Ross

Bleckner

American, b. 1949

ROSS BLECKNER was born on May 12, 1949, in New York and grew up in Hewlett Harbor on Long Island. The first art exhibition he saw — The Responsive Eye, at the Museum of Modern Art in New York in 1965 — had a strong impact upon him. Bleckner studied with Sol LeWitt and Chuck Close at New York University, where he earned a B.A. in 1971. Two years later, he completed an M.F.A. at the California Institute of the Arts in Valencia, where he met David Salle. After moving back to New York, Bleckner purchased and moved into a Tribeca loft building in 1974 where he continued to paint. In 1984, Bleckner’s art attracted a burst of attention when he had a single large painting on view at Nature Morte in the East Village. Bleckner quickly attracted the attention of gallery owners and collectors.
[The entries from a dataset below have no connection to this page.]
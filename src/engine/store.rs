use std::sync::Arc;

use chrono::NaiveDate;
use dashmap::DashMap;
use tokio::sync::RwLock;
use ulid::Ulid;

use crate::model::*;

use super::SharedDayState;

/// Per-date reservation state plus an id → date index.
pub struct InMemoryStore {
    days: DashMap<NaiveDate, SharedDayState>,
    id_to_date: DashMap<Ulid, NaiveDate>,
}

impl Default for InMemoryStore {
    fn default() -> Self {
        Self::new()
    }
}

impl InMemoryStore {
    pub fn new() -> Self {
        Self {
            days: DashMap::new(),
            id_to_date: DashMap::new(),
        }
    }

    // ── Days ─────────────────────────────────────────────────

    pub fn day_count(&self) -> usize {
        self.days.len()
    }

    pub fn get_day(&self, date: &NaiveDate) -> Option<SharedDayState> {
        self.days.get(date).map(|e| e.value().clone())
    }

    /// Fetch the state for `date`, creating an empty one on first use.
    pub fn day_or_insert(&self, date: NaiveDate) -> SharedDayState {
        self.days
            .entry(date)
            .or_insert_with(|| Arc::new(RwLock::new(DayState::new(date))))
            .value()
            .clone()
    }

    /// All known dates, ascending.
    pub fn dates(&self) -> Vec<NaiveDate> {
        let mut dates: Vec<NaiveDate> = self.days.iter().map(|e| *e.key()).collect();
        dates.sort();
        dates
    }

    // ── Id index ─────────────────────────────────────────────

    pub fn date_of(&self, id: &Ulid) -> Option<NaiveDate> {
        self.id_to_date.get(id).map(|e| *e.value())
    }

    pub fn record_count(&self) -> usize {
        self.id_to_date.len()
    }

    // ── Event application ────────────────────────────────────

    /// Apply an event to the day it belongs to (caller holds the write lock).
    pub fn apply_event(&self, day: &mut DayState, event: &Event) {
        match event {
            Event::RequestSubmitted { reservation } => {
                self.id_to_date.insert(reservation.id, reservation.date);
                day.insert(reservation.clone());
            }
            Event::RequestAmended {
                id,
                slots,
                granularity,
                ..
            } => {
                day.amend(id, slots.clone(), *granularity);
            }
            Event::StatusChanged {
                id,
                status,
                note,
                at,
                ..
            } => {
                day.update_status(id, *status, note.clone(), *at);
            }
        }
    }
}
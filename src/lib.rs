pub mod auth;
pub mod compactor;
pub mod config;
pub mod engine;
pub mod limits;
pub mod model;
pub mod observability;
pub mod protocol;
pub mod wal;
pub mod wire;
use std::collections::BTreeSet;

use tokio::sync::oneshot;
use tracing::{debug, info};
use ulid::Ulid;

use crate::limits::*;
use crate::model::*;

use super::conflict::{
    check_no_conflict, now_ms, validate_note, validate_requester, validate_slots,
};
use super::workflow::{check_reopen, check_transition};
use super::{Engine, EngineError, WalCommand};

impl Engine {
    /// Admit a new request as `Pending`.
    ///
    /// Refused with `Conflict` when an approved reservation already holds an
    /// overlapping slot. Pending and declined records never block a
    /// submission.
    pub async fn submit(&self, candidate: Candidate) -> Result<Reservation, EngineError> {
        validate_slots(&candidate.slots)?;
        validate_requester(&candidate.requester)?;

        let _gate = self.compaction_gate.read().await;
        let day = self.store.day_or_insert(candidate.date);
        let mut guard = day.write().await;
        if guard.reservations.len() >= MAX_RECORDS_PER_DATE {
            return Err(EngineError::LimitExceeded("too many reservations on date"));
        }

        if let Err(e) = check_no_conflict(&guard, &candidate.slots, candidate.granularity, None) {
            debug!("refused submission for {}: {e}", candidate.date);
            return Err(e);
        }

        let reservation = Reservation {
            id: Ulid::new(),
            date: candidate.date,
            granularity: candidate.granularity,
            slots: candidate.slots,
            status: Status::Pending,
            note: None,
            created_at: now_ms(),
            decided_at: None,
            requester: candidate.requester,
        };
        let event = Event::RequestSubmitted {
            reservation: reservation.clone(),
        };
        self.persist_and_apply(&mut guard, &event).await?;
        info!(
            "request {} submitted for {} ({}, {} slots)",
            reservation.id,
            reservation.date,
            reservation.granularity,
            reservation.slots.len()
        );
        Ok(reservation)
    }

    /// Change the slots or granularity of a request still awaiting a decision.
    /// The request's own current slots never count against it.
    pub async fn amend(
        &self,
        id: Ulid,
        slots: BTreeSet<Slot>,
        granularity: Granularity,
    ) -> Result<Reservation, EngineError> {
        validate_slots(&slots)?;
        let _gate = self.compaction_gate.read().await;
        let mut guard = self.resolve_write(&id).await?;
        let current = guard.get(&id).ok_or(EngineError::NotFound(id))?;
        if current.status != Status::Pending {
            return Err(EngineError::InvalidState(format!(
                "only pending requests can be amended; {id} is {}",
                current.status
            )));
        }

        check_no_conflict(&guard, &slots, granularity, Some(id))?;

        let event = Event::RequestAmended {
            id,
            date: guard.date,
            slots,
            granularity,
        };
        self.persist_and_apply(&mut guard, &event).await?;
        guard.get(&id).cloned().ok_or(EngineError::NotFound(id))
    }

    /// Record a decision on a pending request.
    ///
    /// Approval re-checks the approved records of the date while holding the
    /// date's write lock, so two overlapping requests can never both be
    /// approved. Nothing changes when any check fails.
    pub async fn transition(
        &self,
        id: Ulid,
        target: Status,
        note: Option<String>,
    ) -> Result<Reservation, EngineError> {
        validate_note(&note)?;
        let _gate = self.compaction_gate.read().await;
        let mut guard = self.resolve_write(&id).await?;
        let current = guard.get(&id).ok_or(EngineError::NotFound(id))?;
        check_transition(current.status, target)?;

        if target == Status::Approved {
            let (slots, granularity) = (current.slots.clone(), current.granularity);
            if let Err(e) = check_no_conflict(&guard, &slots, granularity, Some(id)) {
                debug!("refused approval of {id}: {e}");
                return Err(e);
            }
        }

        let event = Event::StatusChanged {
            id,
            date: guard.date,
            status: target,
            note,
            at: now_ms(),
        };
        self.persist_and_apply(&mut guard, &event).await?;
        metrics::counter!(crate::observability::TRANSITIONS_TOTAL, "status" => target.as_str())
            .increment(1);
        info!("request {id} on {} is now {target}", guard.date);
        guard.get(&id).cloned().ok_or(EngineError::NotFound(id))
    }

    pub async fn approve(&self, id: Ulid, note: Option<String>) -> Result<Reservation, EngineError> {
        self.transition(id, Status::Approved, note).await
    }

    pub async fn decline(&self, id: Ulid, note: Option<String>) -> Result<Reservation, EngineError> {
        self.transition(id, Status::Declined, note).await
    }

    /// Administrative override: put a decided request back to `Pending`.
    /// A reopened approval stops blocking immediately. Without a new note the
    /// note of the earlier decision is kept.
    pub async fn reopen(&self, id: Ulid, note: Option<String>) -> Result<Reservation, EngineError> {
        validate_note(&note)?;
        let _gate = self.compaction_gate.read().await;
        let mut guard = self.resolve_write(&id).await?;
        let current = guard.get(&id).ok_or(EngineError::NotFound(id))?;
        check_reopen(current.status)?;
        let note = note.or_else(|| current.note.clone());

        let event = Event::StatusChanged {
            id,
            date: guard.date,
            status: Status::Pending,
            note,
            at: now_ms(),
        };
        self.persist_and_apply(&mut guard, &event).await?;
        metrics::counter!(crate::observability::TRANSITIONS_TOTAL, "status" => "reopened")
            .increment(1);
        info!("request {id} on {} reopened", guard.date);
        guard.get(&id).cloned().ok_or(EngineError::NotFound(id))
    }

    /// Compact the WAL by rewriting it with one submission per live record,
    /// each carrying the record's current state.
    pub async fn compact_wal(&self) -> Result<(), EngineError> {
        let _gate = self.compaction_gate.write().await;
        let mut events = Vec::with_capacity(self.store.record_count());
        for date in self.store.dates() {
            let Some(day) = self.store.get_day(&date) else {
                continue;
            };
            let guard = day.read().await;
            events.extend(guard.reservations.iter().map(|r| Event::RequestSubmitted {
                reservation: r.clone(),
            }));
        }

        let (tx, rx) = oneshot::channel();
        self.wal_tx
            .send(WalCommand::Compact { events, response: tx })
            .await
            .map_err(|_| EngineError::WalError("WAL writer shut down".into()))?;
        rx.await
            .map_err(|_| EngineError::WalError("WAL writer dropped response".into()))?
            .map_err(|e| EngineError::WalError(e.to_string()))
    }

    pub async fn wal_appends_since_compact(&self) -> u64 {
        let (tx, rx) = oneshot::channel();
        if self
            .wal_tx
            .send(WalCommand::AppendsSinceCompact { response: tx })
            .await
            .is_err()
        {
            return 0;
        }
        rx.await.unwrap_or(0)
    }
}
Bleckner’s first solo museum exhibition was organized by the San Francisco Museum of Modern Art in 1988. His work has since been the subject of numerous solo exhibitions, including a midcareer retrospective organized by the Solomon R. Guggenheim Museum in 1995. He has been represented in many group exhibitions devoted to abstraction, among other themes, as well as the Whitney Biennial (1975, 1987, and 1989), Biennale of Sydney (1988), and Carnegie International (1988). He continues to live and work in New York and Sagaponack.  He is the youngest artist ever to have a solo exhibition at the Guggenheim Museum in New York.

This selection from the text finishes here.